What is needed >>
Up to and including the line that contains "10, with leading", repeat each line of the data exactly, starting from the first.

Collected data entries
————————

//! Arbitrary-precision signed decimal numbers.
//!
//! The unit engine needs exact arithmetic on values beyond `i64`, plus
//! scale-preserving rendering: `"10.50"` parses and prints back as
//! `10.50`, not `10.5`. Only the operations the engine uses exist here:
//! parsing, magnitude comparison against integer limits, multiplication
//! by small integers, truncating division, and conversion to `i64`.

use std::cmp::Ordering;
use std::fmt;
use std::str::FromStr;
use thiserror::Error;

/// Most digits allowed after the decimal point.
const MAX_SCALE: u32 = 16383;
/// Most digits allowed before the decimal point.
const MAX_INT_DIGITS: usize = 131072;

/// Error parsing a [`Decimal`] from text.
#[derive(Debug, Error, PartialEq, Eq)]
pub enum ParseDecimalError {
    /// The input is not a valid decimal literal.
    #[error("invalid decimal literal: \"{input}\"")]
    Invalid {
        /// The rejected input.
        input: String,
    },

    /// The exponent pushes the value outside the representable range.
    #[error("decimal value out of range: \"{input}\"")]
    OutOfRange {
        /// The rejected input.
        input: String,
    },
}

/// An arbitrary-precision signed decimal number.
///
/// Digits are stored most significant first in base 10, with leading
/// zeros trimmed; `scale` counts how many of them sit after the decimal
/// point. Zero stores no digits at all but keeps its scale, so `0.00`
/// stays `0.00`.
#[derive(Debug, Clone)]
pub struct Decimal {
    negative: bool,
    digits: Vec<u8>,
    scale: u32,
}

impl Decimal {
    /// Zero at scale 0.
    pub const ZERO: Decimal = Decimal {
        negative: false,
        digits: Vec::new(),
        scale: 0,
    };

    /// True if the value is exactly zero, at any scale.
    #[must_use]
    pub fn is_zero(&self) -> bool {
        self.digits.is_empty()
    }

    /// True if the value is below zero. Zero is never negative.
    #[must_use]
    pub fn is_negative(&self) -> bool {
        self.negative
    }

    /// Number of digits kept after the decimal point.
    #[must_use]
    pub fn scale(&self) -> u32 {
        self.scale
    }

    /// Truncates toward zero and converts to `i64` if the result fits.
    #[must_use]
    pub fn to_i64_trunc(&self) -> Option<i64> {
        let int_len = self.digits.len().saturating_sub(self.scale as usize);
        let mut magnitude: u64 = 0;
        for &digit in &self.digits[..int_len] {
            magnitude = magnitude.checked_mul(10)?.checked_add(u64::from(digit))?;
        }
        if self.negative {
            if magnitude > i64::MIN.unsigned_abs() {
                return None;
            }
            Some(magnitude.wrapping_neg() as i64)
        } else {
            i64::try_from(magnitude).ok()
        }
    }

    /// True if the absolute value is strictly below the integer
    /// `limit`.
    pub(crate) fn abs_lt(&self, limit: u64) -> bool {
        // The fraction can never push an integer part below `limit`
        // over it, so comparing integer digits suffices.
        let int_len = self.digits.len().saturating_sub(self.scale as usize);
        let int_digits = &self.digits[..int_len];
        let limit_digits = digits_of(limit);
        match int_digits.len().cmp(&limit_digits.len()) {
            Ordering::Less => true,
            Ordering::Greater => false,
            Ordering::Equal => int_digits < &limit_digits[..],
        }
    }

    /// Multiplies the magnitude by an integer factor, keeping sign and
    /// scale.
    pub(crate) fn mul_u64(&self, factor: u64) -> Self {
        if factor == 0 || self.is_zero() {
            return Self {
                negative: false,
                digits: Vec::new(),
                scale: self.scale,
            };
        }
        let factor = u128::from(factor);
        let mut out: Vec<u8> = Vec::with_capacity(self.digits.len() + 20);
        let mut carry: u128 = 0;
        for &digit in self.digits.iter().rev() {
            let value = u128::from(digit) * factor + carry;
            out.push((value % 10) as u8);
            carry = value / 10;
        }
        while carry > 0 {
            out.push((carry % 10) as u8);
            carry /= 10;
        }
        out.reverse();
        Self::normalized(self.negative, out, self.scale)
    }

    /// Divides by a nonzero integer, truncating toward zero. The result
    /// is integral, at scale 0.
    pub(crate) fn div_trunc(&self, divisor: u64) -> Self {
        let divisor = u128::from(divisor);
        let mut quotient = Vec::with_capacity(self.digits.len());
        let mut remainder: u128 = 0;
        for &digit in &self.digits {
            remainder = remainder * 10 + u128::from(digit);
            quotient.push((remainder / divisor) as u8);
            remainder %= divisor;
        }
        // Dropping the fractional quotient digits truncates the
        // magnitude, which is toward zero for either sign.
        let keep = quotient.len().saturating_sub(self.scale as usize);
        quotient.truncate(keep);
        Self::normalized(self.negative, quotient, 0)
    }

    /// Adds one to the magnitude, keeping sign and scale. Zero becomes
    /// one.
    pub(crate) fn magnitude_plus_one(&self) -> Self {
        let scale = self.scale as usize;
        let mut digits = self.digits.clone();
        if digits.len() < scale + 1 {
            let pad = scale + 1 - digits.len();
            digits.splice(0..0, std::iter::repeat(0).take(pad));
        }
        let mut idx = digits.len() - scale - 1;
        loop {
            if digits[idx] < 9 {
                digits[idx] += 1;
                break;
            }
            digits[idx] = 0;
            if idx == 0 {
                digits.insert(0, 1);
                break;
            }
            idx -= 1;
        }
        Self::normalized(self.negative, digits, self.scale)
    }

    fn normalized(negative: bool, mut digits: Vec<u8>, scale: u32) -> Self {
        match digits.iter().position(|&d| d != 0) {
            Some(first) => {
                digits.drain(..first);
                Self {
                    negative,
                    digits,
                    scale,
                }
            }
            None => Self {
                negative: false,
                digits: Vec::new(),
                scale,
            },
        }
    }
}

impl From<i64> for Decimal {
    fn from(value: i64) -> Self {
        let negative = value < 0;
        Self::normalized(negative, digits_of(value.unsigned_abs()), 0)
    }
}

impl FromStr for Decimal {
    type Err = ParseDecimalError;

    fn from_str(s: &str) -> Result<Self, Self::Err> {
        let invalid = || ParseDecimalError::Invalid { input: s.to_string() };
        let out_of_range = || ParseDecimalError::OutOfRange { input: s.to_string() };
        let bytes = s.as_bytes();
        let mut pos = 0;

        let negative = match bytes.first() {
            Some(b'-') => {
                pos += 1;
                true
            }
            Some(b'+') => {
                pos += 1;
                false
            }
            _ => false,
        };

        let mut digits: Vec<u8> = Vec::new();
        let mut frac_len: usize = 0;
        let mut have_digits = false;

        while pos < bytes.len() && bytes[pos].is_ascii_digit() {
            digits.push(bytes[pos] - b'0');
            have_digits = true;
            pos += 1;
        }
        if pos < bytes.len() && bytes[pos] == b'.' {
            pos += 1;
            while pos < bytes.len() && bytes[pos].is_ascii_digit() {
                digits.push(bytes[pos] - b'0');
                frac_len += 1;
                have_digits = true;
                pos += 1;
            }
        }
        if !have_digits {
            return Err(invalid());
        }

        let mut exponent: i64 = 0;
        if pos < bytes.len() && (bytes[pos] == b'e' || bytes[pos] == b'E') {
            pos += 1;
            let exp_negative = match bytes.get(pos) {
                Some(b'-') => {
                    pos += 1;
                    true
                }
                Some(b'+') => {
                    pos += 1;
                    false
                }
                _ => false,
            };
            let exp_start = pos;
            let mut value: i64 = 0;
            while pos < bytes.len() && bytes[pos].is_ascii_digit() {
                value = value
                    .saturating_mul(10)
                    .saturating_add(i64::from(bytes[pos] - b'0'));
                pos += 1;
            }
            if pos == exp_start {
                return Err(invalid());
            }
            exponent = if exp_negative { -value } else { value };
        }

        if pos != bytes.len() {
            return Err(invalid());
        }

        // The exponent shifts the decimal point: it shrinks the scale,
        // and past zero it appends zero digits instead.
        let effective_scale = i128::from(frac_len as u64) - i128::from(exponent);

        if digits.iter().all(|&d| d == 0) {
            let scale = effective_scale.clamp(0, i128::from(MAX_SCALE)) as u32;
            return Ok(Self {
                negative: false,
                digits: Vec::new(),
                scale,
            });
        }

        if effective_scale > i128::from(MAX_SCALE) {
            return Err(out_of_range());
        }

        if effective_scale < 0 {
            let extra = (-effective_scale) as usize;
            if digits.len().saturating_add(extra) > MAX_INT_DIGITS {
                return Err(out_of_range());
            }
            digits.extend(std::iter::repeat(0).take(extra));
            Ok(Self::normalized(negative, digits, 0))
        } else {
            let scale = effective_scale as u32;
            if digits.len().saturating_sub(scale as usize) > MAX_INT_DIGITS {
                return Err(out_of_range());
            }
            Ok(Self::normalized(negative, digits, scale))
        }
    }
}

impl fmt::Display for Decimal {
    fn fmt(&self, f: &mut fmt::Formatter<'_>) -> fmt::Result {
        if self.negative {
            f.write_str("-")?;
        }
        let scale = self.scale as usize;
        if self.digits.len() > scale {
            for &digit in &self.digits[..self.digits.len() - scale] {
                write!(f, "{digit}")?;
            }
        } else {
            f.write_str("0")?;
        }
        if scale > 0 {
            f.write_str(".")?;
            for _ in self.digits.len()..scale {
                f.write_str("0")?;
            }
            let start = self.digits.len().saturating_sub(scale);
            for &digit in &self.digits[start..] {
                write!(f, "{digit}")?;
            }
        }
        Ok(())
    }
}

fn digits_of(mut value: u64) -> Vec<u8> {
    let mut digits = Vec::new();
    while value > 0 {
        digits.push((value % 10) as u8);
        value /= 10;
    }
    digits.reverse();
    digits
}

————————

Solution to this exercise >>
//! Arbitrary-precision signed decimal numbers.
//!
//! The unit engine needs exact arithmetic on values beyond `i64`, plus
//! scale-preserving rendering: `"10.50"` parses and prints back as
//! `10.50`, not `10.5`. Only the operations the engine uses exist here:
//! parsing, magnitude comparison against integer limits, multiplication
//! by small integers, truncating division, and conversion to `i64`.

use std::cmp::Ordering;
use std::fmt;
use std::str::FromStr;
use thiserror::Error;

/// Most digits allowed after the decimal point.
const MAX_SCALE: u32 = 16383;
/// Most digits allowed before the decimal point.
const MAX_INT_DIGITS: usize = 131072;

/// Error parsing a [`Decimal`] from text.
#[derive(Debug, Error, PartialEq, Eq)]
pub enum ParseDecimalError {
    /// The input is not a valid decimal literal.
    #[error("invalid decimal literal: \"{input}\"")]
    Invalid {
        /// The rejected input.
        input: String,
    },

    /// The exponent pushes the value outside the representable range.
    #[error("decimal value out of range: \"{input}\"")]
    OutOfRange {
        /// The rejected input.
        input: String,
    },
}

/// An arbitrary-precision signed decimal number.
///
/// Digits are stored most significant first in base 10, with leading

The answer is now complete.